Pbk, kadın kahramanımız da seninle aynı görüşleri savunuyor zaten. “Çok geç kaldın.” diye anlatmaya çalışıyor tavırlarıyla, kendisini terk edip giden erkeğe. Kapının kilidini değiştirmemesinin nedeniyse, o erkeği beklemek, döndüğünde yoluna güller sermek değil. O’nun, dönecek kadar yüzsüz olmadığına inanıyor sadece. Bunun için de kilidi değiştirmeye gerek duymuyor. Yani, ortada kendi ayakları üzerinde duramadığı için eşinin yaptığı her şeyi sineye çeken, zavallı, aciz bir kadın yok.
ahaha
Rica etsem, biraz daha açabilir misin yorumunu Mascalzone Latino?

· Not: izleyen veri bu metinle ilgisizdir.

//! Frame classification and outbound items.
//!
//! Maps transport messages onto the small frame taxonomy the pumps act on,
//! and back again for writes.

// ============================================================================
// Imports
// ============================================================================

use tokio_tungstenite::tungstenite::Message;
use tokio_tungstenite::tungstenite::protocol::CloseFrame;

// ============================================================================
// Types
// ============================================================================

/// Raw application payload carried by data frames.
///
/// Handlers interpret the bytes; the pump never inspects them.
pub type Payload = Vec<u8>;

/// Encoding of a data frame as received.
#[derive(Debug, Clone, Copy, PartialEq, Eq)]
pub enum DataKind {
    /// UTF-8 text frame.
    Text,
    /// Binary frame.
    Binary,
}

/// Code and reason sent with a close frame.
#[derive(Debug, Clone, PartialEq, Eq)]
pub struct CloseReason {
    /// Numeric close code (RFC 6455 section 7.4).
    pub code: u16,
    /// Human-readable reason, possibly empty.
    pub reason: String,
}

impl From<CloseFrame> for CloseReason {
    fn from(frame: CloseFrame) -> Self {
        Self {
            code: u16::from(frame.code),
            reason: frame.reason.as_str().to_owned(),
        }
    }
}

// ============================================================================
// Frame
// ============================================================================

/// A frame read from the transport.
#[derive(Debug, Clone, PartialEq, Eq)]
pub enum Frame {
    /// Application data.
    Data {
        /// How the peer encoded the frame.
        kind: DataKind,
        /// Frame body.
        payload: Payload,
    },
    /// Liveness check from the peer.
    Ping(Payload),
    /// Liveness reply from the peer.
    Pong(Payload),
    /// Peer started the close handshake.
    Close(Option<CloseReason>),
}

impl Frame {
    /// Classifies a transport message.
    ///
    /// Returns `None` for raw frames, which the transport only yields
    /// when writing.
    #[must_use]
    pub fn from_message(message: Message) -> Option<Self> {
        let frame = match message {
            Message::Text(text) => Self::Data {
                kind: DataKind::Text,
                payload: text.as_str().as_bytes().to_vec(),
            },
            Message::Binary(bytes) => Self::Data {
                kind: DataKind::Binary,
                payload: bytes.to_vec(),
            },
            Message::Ping(bytes) => Self::Ping(bytes.to_vec()),
            Message::Pong(bytes) => Self::Pong(bytes.to_vec()),
            Message::Close(frame) => Self::Close(frame.map(CloseReason::from)),
            Message::Frame(_) => return None,
        };

        Some(frame)
    }

    /// Returns `true` for ping, pong and close frames.
    #[inline]
    #[must_use]
    pub fn is_control(&self) -> bool {
        !matches!(self, Self::Data { .. })
    }
}

// ============================================================================
// OutboundItem
// ============================================================================

/// Work item for the outbound pump.
#[derive(Debug, Clone, PartialEq, Eq)]
pub enum OutboundItem {
    /// Application payload queued by the handler.
    Payload(Payload),
    /// Reply to a ping, echoing its payload.
    KeepaliveReply(Payload),
}

impl OutboundItem {
    /// Converts the item into the message written to the transport.
    ///
    /// Payloads that are valid UTF-8 go out as text frames, anything else
    /// as binary.
    #[must_use]
    pub fn into_message(self) -> Message {
        match self {
            Self::Payload(payload) => match String::from_utf8(payload) {
                Ok(text) => Message::text(text),
                Err(err) => Message::binary(err.into_bytes()),
            },
            Self::KeepaliveReply(payload) => Message::Pong(payload.into()),
        }
    }
}

// ============================================================================
// Tests
// ============================================================================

yazıyı okurken anahtarla açma mevzusuna bi yorumlama sunayım diyodum, yorumlarda morfik benden önce halletmiş sağolsun
Anahtarla açmaya vurgu yapılmasının sebebi; kapıdan girme teşebbüsünde bulunan şahsın, kapının zilini çalmak yerine o anahtarı kullanmayı tercih etmesine neden olan bazı durumlar yaşanmış olması. Yani adam, o saatlerde eşinin genelde evde olduğunu biliyor ama o eşi öyle bir incitmiş ki, kapıyı çalıp da O’na açtırmak yerine, hırsız gibi gizli saklı girme zorunluluğu hissediyor. O evden içeri girmeye hakkı olmadığını kendisi de içten içe hissedebiliyor çünkü. Ama Morfik’in de belirttiği gibi, anahtara vurgu yapmadan da aynı durumu ifade edebilirdim. Ben böyle ifade etmeyi tercih ettim.
morfik’e açıklamışın zaten banada şahsen açıkladığın için teşekkür ederim. okur istediği gibi anlamakta özgür değilmi? sen illakide hayır öye deyil ben bunu böyle demek istedim dersen tadı kalmaz bu işin gibme geliyor diye düşünüyorum açıkçası, yinede sen bilirsin
açık açık böylemi düşünüyorsun
Sizin yorumlarınıza karşılık vermezsem, saygısızlık etmiş olacağımı düşünüyorum ben. Karşılık veriyorsam da tabii ki inandığım görüşleri savunacağım. Bundan doğal ne olabilir ki Mascalzone Latino?
bende doğallıktan yanayım,
tabiat ana’nın bize verdiğini biz çocuklarımıza bırakabilecekmiyiz peki.herşey öyle güzel yazı yazmak çok kitab okumak ilen olmuyor.lütfen biraz daha duyarlı olabiliriz.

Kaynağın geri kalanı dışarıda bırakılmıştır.